Une idéologie centrée sur le travail

Donc, pour reprendre les termes utilisés par un des principaux acteurs de la réforme en cours, à partir de l’intervention du conseil économique du Canada en 1968, dans l’esprit d’un grand nombre de gens, la pauvreté n’était plus un problème moral mais également, au plein sens du terme,  un problème économique.198 Mais contrairement à ce qu’on pourrait penser à prime abord, ainsi qu’on ne manque pas de nous le suggérer, la pauvreté ne devenait pas ainsi « un problème économique » uniquement à cause des « coûts économiques » et « sociaux élevés » qu’elle comporte pour l’ensemble de la collectivité.199  

Certes, on ne saurait nier que cette dimension « coûts » a pesé dans la balance. C’est par exemple l’un des deux grands motifs invoqués par le Conseil économique du Canada pour déclarer   cette guerre totale à la pauvreté. 200 Mais parmi ces « coûts », le Conseil économique n’oublie pas de mentionner « l’insuffisance de productivité et les pertes de production ». Et notre section précédente nous a justement permis de découvrir que c’est précisément ce en quoi, fondamentalement, le problème de la pauvreté est désormais devenu un problème essentiellement économique : il a cessé d’être un problème moral, il est devenu un problème de productivité et de production. Or, nous avons déjà mis en évidence qu’en contexte capitaliste, c’est le domaine de la production qui constitue le domaine par excellence de l’économie. 201 Dans cette perspective, il s’ensuit que toute solution aux problèmes de bien-être qui n’intègrerait pas cette exigence de productivité, ne pourra être qu’un palliatif rendu nécessaire par l’absence de solutions plus profondes, Ces solutions plus profondes ne peuvent être que celles qui rendent productives ces dépenses, celles qui, en définitive, réussiront à transformer en programmes d’emploi les traditionnels programmes de sécurité sociale.    

Nous ne pouvons analyser en détail comment on réussit à nous faire avaler pareil renversement des choses.
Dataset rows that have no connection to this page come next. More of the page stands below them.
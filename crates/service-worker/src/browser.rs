use async_trait::async_trait;
use futures::future::LocalBoxFuture;
use gloo::utils::format::JsValueSerdeExt;
use shared::{utils::JsError, ClientMessage};
use tracing::warn;
use wasm_bindgen::{JsCast, JsValue};
use wasm_bindgen_futures::{spawn_local, JsFuture};
use web_sys::{
    js_sys::Array, Cache, CacheStorage, Client, Request, RequestDestination, Response,
    ResponseType, ServiceWorkerGlobalScope,
};

use crate::scope::{
    Destination, ResponseKind, ScopeError, ScopeRequest, ScopeResponse, WorkerScope,
};

fn describe(value: JsValue) -> String {
    JsError::from(value).to_string()
}

impl ScopeRequest for Request {
    fn method(&self) -> String {
        Request::method(self)
    }

    fn url(&self) -> String {
        Request::url(self)
    }

    fn destination(&self) -> Destination {
        match Request::destination(self) {
            RequestDestination::Document => Destination::Document,
            _ => Destination::Other,
        }
    }
}

impl ScopeResponse for Response {
    fn status(&self) -> u16 {
        Response::status(self)
    }

    fn kind(&self) -> ResponseKind {
        match self.type_() {
            ResponseType::Basic => ResponseKind::Basic,
            ResponseType::Cors => ResponseKind::Cors,
            ResponseType::Default => ResponseKind::Default,
            ResponseType::Opaque => ResponseKind::Opaque,
            ResponseType::Opaqueredirect => ResponseKind::OpaqueRedirect,
            _ => ResponseKind::Error,
        }
    }

    fn try_clone(&self) -> Result<Self, ScopeError> {
        Response::clone(self).map_err(|e| ScopeError::cache("response::clone", describe(e)))
    }
}

/// `caches.match` resolves to undefined on a miss
fn cached_response(value: JsValue, operation: &'static str) -> Result<Option<Response>, ScopeError> {
    if value.is_instance_of::<Response>() {
        Ok(Some(value.unchecked_into()))
    } else if value.is_undefined() {
        Ok(None)
    } else {
        Err(ScopeError::cache(
            operation,
            format!("resolved to something other than a Response or undefined: {value:?}"),
        ))
    }
}

/// [WorkerScope] over the real `ServiceWorkerGlobalScope`
#[derive(Debug, Clone)]
pub struct BrowserScope {
    sw: ServiceWorkerGlobalScope,
}

impl BrowserScope {
    pub fn new(sw: ServiceWorkerGlobalScope) -> Self {
        Self { sw }
    }

    fn caches(&self) -> Result<CacheStorage, ScopeError> {
        self.sw.caches().map_err(|e| ScopeError::cache("caches", describe(e)))
    }

    async fn open(&self, name: &str) -> Result<Cache, ScopeError> {
        let cache = JsFuture::from(self.caches()?.open(name))
            .await
            .map_err(|e| ScopeError::cache("open", describe(e)))?;
        Ok(cache.unchecked_into())
    }
}

#[async_trait(?Send)]
impl WorkerScope for BrowserScope {
    type Request = Request;
    type Response = Response;

    async fn cache_add_all(&self, cache: &str, urls: &[String]) -> Result<(), ScopeError> {
        let cache = self.open(cache).await?;
        let urls: Array = urls.iter().map(|url| JsValue::from_str(url)).collect();

        JsFuture::from(cache.add_all_with_str_sequence(&urls))
            .await
            .map_err(|e| ScopeError::cache("add_all", describe(e)))?;
        Ok(())
    }

    async fn cache_names(&self) -> Result<Vec<String>, ScopeError> {
        let keys: Array = JsFuture::from(self.caches()?.keys())
            .await
            .map_err(|e| ScopeError::cache("keys", describe(e)))?
            .unchecked_into();

        Ok(keys.iter().filter_map(|key| key.as_string()).collect())
    }

    async fn cache_delete(&self, cache: &str) -> Result<bool, ScopeError> {
        let deleted = JsFuture::from(self.caches()?.delete(cache))
            .await
            .map_err(|e| ScopeError::cache("delete", describe(e)))?;
        Ok(deleted.as_bool().unwrap_or(false))
    }

    async fn cache_match(&self, request: &Request) -> Result<Option<Response>, ScopeError> {
        let value = JsFuture::from(self.caches()?.match_with_request(request))
            .await
            .map_err(|e| ScopeError::cache("match", describe(e)))?;
        cached_response(value, "match")
    }

    async fn cache_match_url(&self, url: &str) -> Result<Option<Response>, ScopeError> {
        let value = JsFuture::from(self.caches()?.match_with_str(url))
            .await
            .map_err(|e| ScopeError::cache("match", describe(e)))?;
        cached_response(value, "match")
    }

    async fn cache_put(
        &self,
        cache: &str,
        request: &Request,
        response: Response,
    ) -> Result<(), ScopeError> {
        let cache = self.open(cache).await?;
        JsFuture::from(cache.put_with_request(request, &response))
            .await
            .map_err(|e| ScopeError::cache("put", describe(e)))?;
        Ok(())
    }

    async fn fetch(&self, request: &Request) -> Result<Response, ScopeError> {
        let url = request.url();
        let response = JsFuture::from(self.sw.fetch_with_request(request))
            .await
            .map_err(|e| ScopeError::network(&url, describe(e)))?;

        if response.is_instance_of::<Response>() {
            Ok(response.unchecked_into())
        } else {
            Err(ScopeError::network(
                url,
                format!("fetch returned something other than a Response: {response:?}"),
            ))
        }
    }

    async fn skip_waiting(&self) -> Result<(), ScopeError> {
        let promise = self
            .sw
            .skip_waiting()
            .map_err(|e| ScopeError::lifecycle("skip_waiting", describe(e)))?;
        JsFuture::from(promise)
            .await
            .map_err(|e| ScopeError::lifecycle("skip_waiting", describe(e)))?;
        Ok(())
    }

    async fn claim_clients(&self) -> Result<(), ScopeError> {
        JsFuture::from(self.sw.clients().claim())
            .await
            .map_err(|e| ScopeError::clients("claim", describe(e)))?;
        Ok(())
    }

    async fn post_to_clients(&self, message: &ClientMessage) -> Result<usize, ScopeError> {
        let payload = <JsValue as JsValueSerdeExt>::from_serde(message)
            .map_err(|e| ScopeError::clients("post_message", e))?;
        let clients: Array = JsFuture::from(self.sw.clients().match_all())
            .await
            .map_err(|e| ScopeError::clients("match_all", describe(e)))?
            .unchecked_into();

        let mut sent = 0;
        for client in clients.iter().map(|c| c.unchecked_into::<Client>()) {
            match client.post_message(&payload) {
                Ok(()) => sent += 1,
                Err(e) => warn!("post_message to {} failed: {}", client.url(), describe(e)),
            }
        }
        Ok(sent)
    }

    fn spawn_local(&self, task: LocalBoxFuture<'static, ()>) {
        spawn_local(task);
    }
}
Déjà, nous savons que la seule référence au « revenu », dans l’expression « sécurité du revenu », facilite grandement les choses puisque nous associons spontanément le « revenu au travail », à la « rémunération du travail », le mot « travail » étant lui-même compris comme une « activité productive ». 202 Mais cela ne suffit évidemment pas. Il faudra donc qu’on nous présente de façon beaucoup plus subtile la nouvelle façon de concevoir la pauvreté, et qu’on nous amène progressivement et insensiblement à conclure qu’effectivement, la seule et véritable solution de la pauvreté réside dans le travail. D’où l’urgence de mettre au travail tous ceux qui ne travaillent pas, ou qui ne travaillent pas assez.

D’un texte à l’autre, le raisonnement pourra donc varier quelque peu, de même d’ailleurs que le degré de sophistication. Il est toutefois certaines constantes qu’on retrouve systématiquement. Ainsi, même si on prend soin de préciser que la pauvreté n’est pas tout à fait la même chose que le faible revenu, 203 tout le raisonnement n’en sera pas moins centré sur le « revenu », son « insuffisance », le « risque » de « perte du revenu » etc.  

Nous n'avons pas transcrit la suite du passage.